Privacy Risk Scoring: The new standard for privacy compliance

by | Nov 28, 2019 | Data privacy, Data Privacy Solutions, Privacy blog | 0 comments

Datasets contain an inherent privacy risk. By holding customer data, you create the potential for exposing your organization to legal action and a loss of consumer trust. To manage this, businesses have begun to de-identify their data. However, without privacy risk scoring, enterprises cannot ensure that privacy-protection actions have actually de-identified the data.

In recent years, new privacy regulations have emerged that restrict the use of data to produce valuable insights. This has led to an increase in businesses utilizing privacy-preservation techniques to anonymize their data and take it out of scope from overhead-heavy legislation like GDPR and CCPA. 

However, businesses today are unable to measure the effectiveness of their de-identification strategies because they do not evaluate their data with a privacy risk score.

Under the latest privacy regulations, using data to perform most forms of analytics is against the law without consent – unless data has been de-identified. This means that wrongly assuming that data is anonymized could cost your business as much as 4% of your annual revenue.

Fines of this nature could rock the bottom line of any business. Fortunately, they are entirely avoidable thanks to privacy risk scoring. 


Privacy risk scoring quantifies the risk of analytics to your business.

When a dataset undergoes an automated risk assessment, the privacy risk is measured based on metadata classification. A quantifiable score is then produced that assesses the likelihood of re-identification of individuals in the dataset.

Through this process, direct and indirect identifiers are used to assess the privacy risk of the data that a company holds. This is essential, because de-identification is much more complex than merely masking the direct identifiers like name and social insurance number. Yet this is the point at which most organizations believe they have properly de-identified data. 

This means that the approach your business is taking is likely ineffective, and you don’t even know it. Taking this risk is unnecessary and naive, it is like locking your door but not checking your windows.

A privacy risk score of 100% means you have identifiers in your data. If the score is less than 100%, then it corresponds to the probability of re-identification of an average number of records using just quasi-identifiers.

For example, suppose you have a dataset with 2 features and 2 values each: sex (M, F) and political affiliation (R, D). 




This could create 4 possible groups, also known as equivalence classes: M+R, M+D, F+R, and F+D. 

      • Suppose the input database has 40 people with an even spread across each equivalence class (10 people each). Risk is then calculated as 1 over the average number of people in the equivalence classes, in this case, 1 over 10, or 10%.  
      • If all 40 people were in the same equivalence class, say M+D, the risk would be 1 over 40 or 2.5%.  
      • If each person was in a different equivalence class of 40 possible classes, the risk would be 1 over 1 or 100%.

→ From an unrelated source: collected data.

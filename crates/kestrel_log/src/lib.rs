//! Logging facade for the kestrel crates.
//!
//! Everything funnels through `tracing`, but only when the `KESTREL_LOG`
//! environment variable was present at compile time; otherwise every macro
//! expands to a no-op and the optimizer erases the call sites. Engine crates
//! depend on this facade instead of a logging crate so the backend can be
//! swapped in one place.

#[doc(hidden)]
pub use tracing as __tracing;

#[doc(hidden)]
pub const ENABLED: bool = option_env!("KESTREL_LOG").is_some();

pub use tracing::Level;

#[macro_export]
macro_rules! debug {
    ($($tok:tt)*) => {
        if $crate::ENABLED {
            $crate::__tracing::debug!($($tok)*)
        }
    };
}

#[macro_export]
macro_rules! warn {
    ($($tok:tt)*) => {
        if $crate::ENABLED {
            $crate::__tracing::warn!($($tok)*)
        }
    };
}

#[macro_export]
macro_rules! error {
    ($($tok:tt)*) => {
        if $crate::ENABLED {
            $crate::__tracing::error!($($tok)*)
        }
    };
}

#[macro_export]
macro_rules! span {
    ($($tok:tt)*) => {
        if $crate::ENABLED {
            $crate::Span(Some($crate::__tracing::span!($($tok)*)))
        } else {
            $crate::Span(None)
        }
    };
}

/// A span that may be disabled at compile time.
pub struct Span(#[doc(hidden)] pub Option<tracing::Span>);

impl Span {
    pub fn enter(&self) -> Entered<'_> {
        Entered(self.0.as_ref().map(|span| span.enter()))
    }

    pub fn in_scope<T>(&self, f: impl FnOnce() -> T) -> T {
        match &self.0 {
            Some(span) => span.in_scope(f),
            None => f(),
        }
    }
}

pub struct Entered<'a>(Option<tracing::span::Entered<'a>>);
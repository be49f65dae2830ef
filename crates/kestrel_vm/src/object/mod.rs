//! Object and property storage.
//!
//! The dispatch loop only sees the narrow surface here: `get`, `put_with_receiver`,
//! `define_property`, `delete`, `has_property`, `own_enumerable_string_keys`.
//! Objects are refcounted cells; identity is the cell address.

pub mod error;
pub mod function;

use std::cell::{Ref, RefCell, RefMut};
use std::rc::{Rc, Weak};

use rustc_hash::FxHashMap;

use crate::frame::Frame;
use crate::throw;
use crate::value::{JsString, JsSymbol, Value};
use crate::Vm;

use self::function::FunctionData;

#[derive(Debug, Clone, PartialEq, Eq, Hash)]
pub enum PropertyKey {
    String(JsString),
    Symbol(JsSymbol),
}

impl PropertyKey {
    /// Numeric string keys that address fast-array slots.
    pub fn as_array_index(&self) -> Option<u32> {
        match self {
            PropertyKey::String(s) => {
                let s = s.as_str();
                if s == "0" {
                    return Some(0);
                }
                if s.is_empty() || s.starts_with('0') || !s.bytes().all(|b| b.is_ascii_digit()) {
                    return None;
                }
                s.parse().ok()
            }
            PropertyKey::Symbol(_) => None,
        }
    }

    pub fn from_index(index: u32) -> Self {
        PropertyKey::String(index.to_string().into())
    }
}

impl From<&str> for PropertyKey {
    fn from(s: &str) -> Self {
        PropertyKey::String(s.into())
    }
}

impl From<JsString> for PropertyKey {
    fn from(s: JsString) -> Self {
        PropertyKey::String(s)
    }
}

bitflags::bitflags! {
    #[derive(Debug, Clone, Copy, PartialEq, Eq)]
    pub struct PropertyAttributes: u8 {
        const WRITABLE = 1 << 0;
        const ENUMERABLE = 1 << 1;
        const CONFIGURABLE = 1 << 2;
    }
}

impl PropertyAttributes {
    pub const DEFAULT: Self = Self::all();
}

#[derive(Debug, Clone)]
pub enum PropertyValue {
    Data(Value),
    Accessor {
        get: Option<ObjectHandle>,
        set: Option<ObjectHandle>,
    },
}

#[derive(Debug, Clone)]
pub struct Property {
    pub value: PropertyValue,
    pub attributes: PropertyAttributes,
}

impl Property {
    pub fn data(value: Value) -> Self {
        Self {
            value: PropertyValue::Data(value),
            attributes: PropertyAttributes::DEFAULT,
        }
    }

    pub fn with_attributes(value: Value, attributes: PropertyAttributes) -> Self {
        Self {
            value: PropertyValue::Data(value),
            attributes,
        }
    }
}

/// Insertion-ordered property map.
#[derive(Debug, Default)]
pub struct PropertyMap {
    entries: FxHashMap<PropertyKey, Property>,
    order: Vec<PropertyKey>,
}

impl PropertyMap {
    pub fn get(&self, key: &PropertyKey) -> Option<&Property> {
        self.entries.get(key)
    }

    pub fn get_mut(&mut self, key: &PropertyKey) -> Option<&mut Property> {
        self.entries.get_mut(key)
    }

    pub fn contains_key(&self, key: &PropertyKey) -> bool {
        self.entries.contains_key(key)
    }

    pub fn insert(&mut self, key: PropertyKey, property: Property) {
        if self.entries.insert(key.clone(), property).is_none() {
            self.order.push(key);
        }
    }

    pub fn remove(&mut self, key: &PropertyKey) -> Option<Property> {
        let removed = self.entries.remove(key)?;
        self.order.retain(|k| k != key);
        Some(removed)
    }

    pub fn keys(&self) -> impl Iterator<Item = &PropertyKey> {
        self.order.iter()
    }

    pub fn len(&self) -> usize {
        self.order.len()
    }

    pub fn is_empty(&self) -> bool {
        self.order.is_empty()
    }
}

#[derive(Debug, Clone, Copy, PartialEq, Eq)]
pub enum GeneratorStage {
    Suspended { started: bool },
    Running,
    Done,
}

#[derive(Debug)]
pub struct GeneratorState {
    pub frame: Option<Box<Frame>>,
    pub stage: GeneratorStage,
}

#[derive(Debug)]
pub enum PromiseState {
    Resolved(Value),
    Rejected(Value),
}

#[derive(Debug)]
pub enum ObjectKind {
    Ordinary,
    /// Fast array: dense, integer-indexed slots; `Hole` marks elisions.
    Array { elements: Vec<Value> },
    Function(FunctionData),
    Error {
        kind: error::ErrorKind,
        message: JsString,
    },
    Generator(GeneratorState),
    Promise(PromiseState),
    ArrayIterator { target: ObjectHandle, index: u32 },
    StringIterator { string: JsString, index: usize },
}

#[derive(Debug)]
pub struct ObjectData {
    pub kind: ObjectKind,
    pub properties: PropertyMap,
    pub prototype: Option<ObjectHandle>,
    pub extensible: bool,
}

#[derive(Debug, Clone)]
pub struct ObjectHandle(Rc<RefCell<ObjectData>>);

/// Identity-preserving weak handle, used by the lookup cache.
#[derive(Debug, Clone)]
pub struct WeakObjectHandle(Weak<RefCell<ObjectData>>);

impl WeakObjectHandle {
    pub fn upgrade(&self) -> Option<ObjectHandle> {
        self.0.upgrade().map(ObjectHandle)
    }
}
//! Per-call activation records and the bytecode stream reader.

use std::rc::Rc;

use kestrel_middle::code::{
    FULL_LITERAL_ENCODING_DELTA, FULL_LITERAL_ENCODING_LIMIT, SMALL_LITERAL_ENCODING_DELTA,
    SMALL_LITERAL_ENCODING_LIMIT,
};
use kestrel_middle::{CodeFlags, CodeUnit, ExtOpcode, Literal, Opcode};

use crate::context::ContextRecord;
use crate::environment::{resolve_reference_value, EnvironmentHandle};
use crate::object::ObjectHandle;
use crate::throw;
use crate::value::Value;
use crate::Vm;

/// The `this` binding of a frame. Derived-class constructors start in
/// `BeforeSuper` and move to `Bound` when `super()` completes.
#[derive(Debug, Clone)]
pub enum This {
    /// Global object in sloppy mode, `undefined` in strict mode.
    Default,
    BeforeSuper,
    Bound(Value),
}

impl This {
    pub fn to_value(&self, vm: &mut Vm, strict: bool) -> Result<Value, Value> {
        match self {
            This::Default => {
                if strict {
                    Ok(Value::Undefined)
                } else {
                    Ok(Value::Object(vm.global()))
                }
            }
            This::Bound(value) => Ok(value.clone()),
            This::BeforeSuper => throw!(
                vm,
                ReferenceError,
                "Must call super constructor before accessing 'this'"
            ),
        }
    }
}

/// A deferred invocation: the dispatch loop records it and returns to
/// `execute`, which performs the operation and re-enters the loop.
#[derive(Debug, Clone, Copy)]
pub enum CallOperation {
    Call { opcode: Opcode, argc: u16 },
    Construct { opcode: Opcode, argc: u16 },
    SuperCall { opcode: ExtOpcode, argc: u16 },
    Spread { opcode: ExtOpcode },
}

#[derive(Debug, Clone)]
pub struct Frame {
    pub code: Rc<CodeUnit>,
    pub ip: usize,
    pub registers: Vec<Value>,
    /// Operand stack; context records keep their own parallel stack.
    pub stack: Vec<Value>,
    pub contexts: Vec<ContextRecord>,
    pub lex_env: EnvironmentHandle,
    pub this: This,
    pub new_target: Option<Value>,
    /// The executing function object; `super` resolution reads its prototype.
    pub function: Option<ObjectHandle>,
    /// Accumulator for expression-statement completion values.
    pub block_result: Value,
    pub call_operation: Option<CallOperation>,
    /// Exception handed back by a failed deferred operation; the dispatch
    /// loop consumes it on entry and routes straight into the unwinder.
    pub pending_throw: Option<Value>,
    /// Flattened argument buffer of a pending spread operation.
    pub spread_collection: Option<Vec<Value>>,
    pub is_eval_code: bool,
}

impl Frame {
    pub fn new(code: Rc<CodeUnit>, this: This, lex_env: EnvironmentHandle) -> Self {
        Self {
            code,
            ip: 0,
            registers: Vec::new(),
            stack: Vec::new(),
            contexts: Vec::new(),
            lex_env,
            this,
            new_target: None,
            function: None,
            block_result: Value::Undefined,
            call_operation: None,
            pending_throw: None,
            spread_collection: None,
            is_eval_code: false,
        }
    }

    /// Seeds arguments and registers. Surplus arguments go into the rest
    /// array when the unit declares a rest parameter, otherwise they are
    /// dropped; missing arguments read as `undefined`.
    pub fn init_exec(&mut self, args: &[Value]) {
        let argument_end = usize::from(self.code.argument_end);
        let register_end = usize::from(self.code.register_end);

        self.registers = Vec::with_capacity(register_end);
        let seeded = args.len().min(argument_end);
        self.registers.extend_from_slice(&args[..seeded]);
        self.registers.resize(register_end, Value::Undefined);

        if self.code.flags.contains(CodeFlags::REST_PARAMETER) {
            let rest: Vec<Value> = args.get(argument_end..).unwrap_or_default().to_vec();
            self.registers[argument_end] = Value::Object(ObjectHandle::array(rest));
        }

        self.stack.reserve(usize::from(self.code.stack_limit));
    }

    pub fn strict(&self) -> bool {
        self.code.flags.contains(CodeFlags::STRICT_MODE)
    }

    pub fn context_depth(&self) -> usize {
        self.contexts.len()
    }

    pub fn fetch_byte(&mut self) -> u8 {
        let byte = self.code.code[self.ip];
        self.ip += 1;
        byte
    }

    pub fn peek_byte(&self, at: usize) -> Option<u8> {
        self.code.code.get(at).copied()
    }

    /// Reads a literal index in the encoding the code unit was built with.
    pub fn read_literal_index(&mut self) -> u16 {
        let (limit, delta) = if self.code.full_literal_encoding() {
            (FULL_LITERAL_ENCODING_LIMIT, FULL_LITERAL_ENCODING_DELTA)
        } else {
            (SMALL_LITERAL_ENCODING_LIMIT, SMALL_LITERAL_ENCODING_DELTA)
        };
        let first = u16::from(self.fetch_byte());
        if first < limit {
            first
        } else {
            let second = u16::from(self.fetch_byte());
            ((first << 8) | second).wrapping_sub(delta)
        }
    }

    /// Reads a 1-3 byte big-endian branch offset magnitude.
    pub fn read_branch_offset(&mut self, length: u8) -> usize {
        let mut offset = 0usize;
        for _ in 0..length {
            offset = (offset << 8) | usize::from(self.fetch_byte());
        }
        offset
    }

    /// Materializes the value a literal index denotes: a register read, an
    /// identifier resolution, a constant, or a fresh closure over the current
    /// lexical environment.
    pub fn read_literal(&mut self, vm: &mut Vm, index: u16) -> Result<Value, Value> {
        if self.code.is_register(index) {
            return Ok(self.registers[usize::from(index)].clone());
        }
        if self.code.is_ident(index) {
            let name = self
                .code
                .literal(index)
                .as_identifier()
                .expect("ident index names an identifier literal")
                .clone();
            return resolve_reference_value(vm, &self.lex_env, &name.into());
        }
        match self.code.literal(index) {
            Literal::Number(n) => Ok(Value::number(*n)),
            Literal::String(s) => Ok(Value::String(s.clone().into())),
            Literal::Boolean(b) => Ok(Value::Boolean(*b)),
            Literal::Null => Ok(Value::Null),
            Literal::Undefined => Ok(Value::Undefined),
            Literal::Identifier(_) => unreachable!("handled above"),
            Literal::Function(code) => {
                let code = code.clone();
                Ok(Value::Object(crate::call::instantiate_function(
                    vm,
                    &code,
                    &self.lex_env,
                )))
            }
        }
    }

    /// The identifier literal at `index`, for opcodes that take names.
    pub fn ident_name(&self, index: u16) -> crate::value::JsString {
        self.code
            .literal(index)
            .as_identifier()
            .expect("ident index names an identifier literal")
            .clone()
            .into()
    }
}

Automating the risk assessment process is the only way to manage the volume of data.

Businesses use data to understand and influence their decision-making process every day. But when it comes to privacy, they often rely on traditional methods to apply privacy-protection and manage risk. Why would you use AI to clean your floor, but manual checks to determine that a dataset is considered de-identified? 

Data lakes contain an exorbitant quantity of data that expands at a rapid rate every single day. It is impractical to quantify the re-identification risk associated with each dataset accurately by hand. This means it is impossible to determine that all datasets being used for analytics are genuinely de-identified.

Privacy risk scoring is an automated process that can occur throughout the privacy protection cycle so that businesses can quantify their risk and make informed decisions. A system of this nature will break down the guesswork that accompanies traditional methods of anonymization, and empowers enterprise to define acceptable risk thresholds.


Businesses must customize risk thresholds based on their data use case.

Businesses do not use all of their data to undertake the same activities, nor do they all manage the same level of sensitive information. As a consequence, privacy-preservation is not a uniform process. In general, we suggest following these guidelines when assessing your privacy risk score:

      • Greater than 33% implies that your data is identifiable.
      • 33% is an acceptable level if you are releasing to a highly trusted source.
      • 20% is the most commonly accepted level of privacy risk.
      • 11% is used for highly sensitive data.
      • 5% is used for releasing to an untrusted source.

With a privacy risk score, businesses can continue to adjust their privacy protection techniques until an acceptable score is returned. Businesses can act with certainty that their data has been properly anonymized and is safe to perform analytics on. This also gives consumers and regulatory authorities the peace of mind that your business has incorporated privacy-values into your analytics process. Privacy risk scoring is the new standard for privacy compliance.